In Competition No. 3219, you were invited to supply clerihews on well-known scientists, past and present.
The subject of the first ever clerihew — a pseudo-biographical quatrain, AABB, playful in tone, metrically clunky — which was written, for fun, in about 1890 by schoolboy E.C. Bentley (and illustrated by his chum G.K. Chesterton) was a scientist:
Sir Humphry Davy
Abominated gravy.
He lived in the odium
Of having discovered sodium.
But it was all downhill from there, it seems. In his introduction to The Complete Clerihews of E.Clerihew Bentley, the poet Gavin Ewart contends that ‘nobody much except Bentley has ever written really good clerihews’. Even literary giant W.H. Auden, he says, doesn’t quite cut the mustard.
That didn’t put you off, though, and in a large and spirited entry honourable mentions go to Barbara Knight, John Maddicott, David Shields, Nicholas Stone, Philip Wilson, G.N. Crockford, P.T. Brown, Iain Morley, Max Gutmann and Rachael Churchill. The winners, printed below, pocket £9 each.
Brian Cox
Rocks.
When he talks of quark and quantum
I want ’em.
George Simmers
Erwin Schrödinger
Doesn’t mean to be a woe bringer
To the world’s feline population,
But his thought experiment occasions consternation.
Chris O’Carroll
Enrico Fermi
Does rather scare me,
For he was the Father of the Atomic Bomb.
Tiddley-POM.
Frank Upton
Alfred Nobel
Invented substances that blew people to Hell,
Then endowed six major prizes.
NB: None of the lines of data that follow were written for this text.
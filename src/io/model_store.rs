//! Persist fitted models.
//!
//! A model lives in a caller-chosen directory under a fixed file name. The
//! file is a JSON envelope:
//! - format tag + version
//! - `nfeatures` and the coefficients (intercept first)
//! - training metadata (row count, timestamp)
//! - a SHA-256 checksum over `nfeatures` and the coefficient bits
//!
//! Loading deserializes into that one envelope type (unknown fields are
//! rejected) and then validates it before a `LinearModel` is handed out.

use std::fs;
use std::path::{Path, PathBuf};

use chrono::{DateTime, Utc};
use serde::{Deserialize, Serialize};
use sha2::{Digest, Sha256};
use tracing::{debug, info, warn};

use crate::error::{RegressionError, Result};
use crate::models::LinearModel;

pub const MODEL_FILE_NAME: &str = "model.ser";

const FORMAT_TAG: &str = "ols-linear-model";
const FORMAT_VERSION: u32 = 1;

#[derive(Debug, Serialize, Deserialize)]
#[serde(deny_unknown_fields)]
struct StoredModel {
    format: String,
    version: u32,
    nfeatures: usize,
    coefficients: Vec<f64>,
    training_rows: usize,
    trained_at: DateTime<Utc>,
    checksum: String,
}

impl StoredModel {
    fn from_model(model: &LinearModel) -> Self {
        Self {
            format: FORMAT_TAG.to_string(),
            version: FORMAT_VERSION,
            nfeatures: model.nfeatures(),
            coefficients: model.coefficients().to_vec(),
            training_rows: model.training_rows(),
            trained_at: model.trained_at(),
            checksum: compute_checksum(model.nfeatures(), model.coefficients()),
        }
    }

    fn into_model(self) -> std::result::Result<LinearModel, String> {
        if self.format != FORMAT_TAG {
            return Err(format!("unexpected format tag '{}'", self.format));
        }
        if self.version != FORMAT_VERSION {
            return Err(format!("unsupported format version {}", self.version));
        }
        if self.nfeatures == 0 || self.coefficients.len() != self.nfeatures + 1 {
            return Err(format!(
                "{} coefficients for {} features",
                self.coefficients.len(),
                self.nfeatures
            ));
        }
        if !self.coefficients.iter().all(|c| c.is_finite()) {
            return Err("non-finite coefficient".to_string());
        }
        if compute_checksum(self.nfeatures, &self.coefficients) != self.checksum {
            return Err("checksum mismatch".to_string());
        }

        Ok(LinearModel::from_parts(
            self.coefficients,
            self.training_rows,
            self.trained_at,
        ))
    }
}

/// Path of the model file inside `dir`.
pub fn model_path(dir: &Path) -> PathBuf {
    dir.join(MODEL_FILE_NAME)
}

/// Write `model` to `dir`, replacing any previous model there.
pub fn save_model(model: &LinearModel, dir: &Path) -> Result<PathBuf> {
    fs::create_dir_all(dir).map_err(|e| RegressionError::io(dir, e))?;

    let path = model_path(dir);
    let bytes = serde_json::to_vec(&StoredModel::from_model(model)).map_err(|e| {
        RegressionError::CorruptModel {
            path: path.clone(),
            reason: format!("serialization failed: {e}"),
        }
    })?;
    fs::write(&path, bytes).map_err(|e| RegressionError::io(&path, e))?;

    info!(
        path = %path.display(),
        nfeatures = model.nfeatures(),
        training_rows = model.training_rows(),
        "Model saved"
    );
    Ok(path)
}

/// Load and validate the model stored in `dir`.
pub fn load_model(dir: &Path) -> Result<LinearModel> {
    let (_, model) = read_stored(dir)?;
    debug!(dir = %dir.display(), nfeatures = model.nfeatures(), "Model loaded");
    Ok(model)
}

/// The exportable unit is the model directory itself.
pub fn export_model(dir: &Path) -> Result<PathBuf> {
    if !model_path(dir).is_file() {
        return Err(RegressionError::ModelNotFound(dir.to_path_buf()));
    }
    Ok(dir.to_path_buf())
}

/// Copy a valid model from `source` into `target`.
///
/// Best effort: returns `false` instead of failing when the source model is
/// missing or corrupt, or the copy cannot be written. Importing a directory
/// onto itself leaves the model untouched.
pub fn import_model(source: &Path, target: &Path) -> bool {
    let bytes = match read_stored(source) {
        Ok((bytes, _)) => bytes,
        Err(e) => {
            warn!(source = %source.display(), error = %e, "Model import skipped");
            return false;
        }
    };

    match copy_model(source, target, &bytes) {
        Ok(()) => {
            info!(source = %source.display(), target = %target.display(), "Model imported");
            true
        }
        Err(e) => {
            warn!(target = %target.display(), error = %e, "Model import failed");
            false
        }
    }
}

/// Raw bytes of the model file in `dir` together with the validated model.
fn read_stored(dir: &Path) -> Result<(Vec<u8>, LinearModel)> {
    let path = model_path(dir);
    if !path.is_file() {
        return Err(RegressionError::ModelNotFound(dir.to_path_buf()));
    }
    let bytes = fs::read(&path).map_err(|e| RegressionError::io(&path, e))?;
    let model = decode(&bytes).map_err(|reason| RegressionError::CorruptModel { path, reason })?;
    Ok((bytes, model))
}

/// Write `bytes` into `target` through a sibling temp file and a rename, so a
/// failed write never leaves a truncated model behind.
fn copy_model(source: &Path, target: &Path, bytes: &[u8]) -> std::io::Result<()> {
    fs::create_dir_all(target)?;
    if fs::canonicalize(source)? == fs::canonicalize(target)? {
        debug!(dir = %target.display(), "Import source is the target; nothing to copy");
        return Ok(());
    }

    let staged = target.join(format!("{MODEL_FILE_NAME}.tmp"));
    fs::write(&staged, bytes)?;
    fs::rename(&staged, model_path(target)).inspect_err(|_| {
        let _ = fs::remove_file(&staged);
    })
}

fn decode(bytes: &[u8]) -> std::result::Result<LinearModel, String> {
    let stored: StoredModel =
        serde_json::from_slice(bytes).map_err(|e| format!("not a stored model: {e}"))?;
    stored.into_model()
}

fn compute_checksum(nfeatures: usize, coefficients: &[f64]) -> String {
    let mut hasher = Sha256::new();
    hasher.update((nfeatures as u64).to_le_bytes());
    for c in coefficients {
        hasher.update(c.to_bits().to_le_bytes());
    }
    hex::encode(hasher.finalize())
}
Maybe seven
Would have got him into Heaven.
Basil Ransome-Davies
The young Marie Curie
Reacted with fury
When they said don’t worry your pretty little cranium
About uranium
David Silverman
Alan Turing
Spent years enduring
Unrelated abuse for achievements which should
Have earned him a knighthood.
Martin Parker
Archimedes of Syracuse
Ran from the bath with his news.
Eureka!
The first streaker.
Nicholas Hodgson
Alexander Bell
Could never have imagined the hell
His invention would lead to. Who could foretell
That countless millions would end up living in a cell?
Brian Allgar
Hedy Lamarr
Was a Hollywood star
Whose movies I recently rented
To watch on the wifi she sort of invented.
Robert Schechter
Einstein
Always drank beer from a fine stein;
He thought it the sign of an ass
To drink beer from a glass.
Carolyn Beckingham
Alexander Fleming
Made a great discovery, stemming
From a mouldy dish, which made the future cheerier
For all of us — except, of course, for the bacteria.
Sylvia Fairley
Tim Berners-Lee
Has a posh degree
And has connected every pleb
On the www.
Bill Greenwell
Ptolemy
Placed all o’ you and all o’ me
At the centre of all of it.
He was off by a bit.
Francis Harry
John Logie Baird
Dared,
Despite widespread derision,
To invent the television.
Hugh King
Ada Lovelace
Gave symbolic logic a poetic face
But took mathematics from her mother, rather
Than her father.
Ann Drysdale
Sir Francis Bacon
Said evidence shows if a theory’s mistaken;
Bear that in mind when somebody says
He wrote plays.
W.J. Webster
Georg Ohm
Finally left his Bavarian home
At his Mum’s insistence…
When he showed resistance.
C. Paul Evans
No. 3222: group think
You are invited to supply a dystopian short story that incorporates as many collective nouns for animals or birds as possible. Please email entries (maximum 150 words; please italicise collective nouns) to lucy@spectator.co.uk by midday on 20 October.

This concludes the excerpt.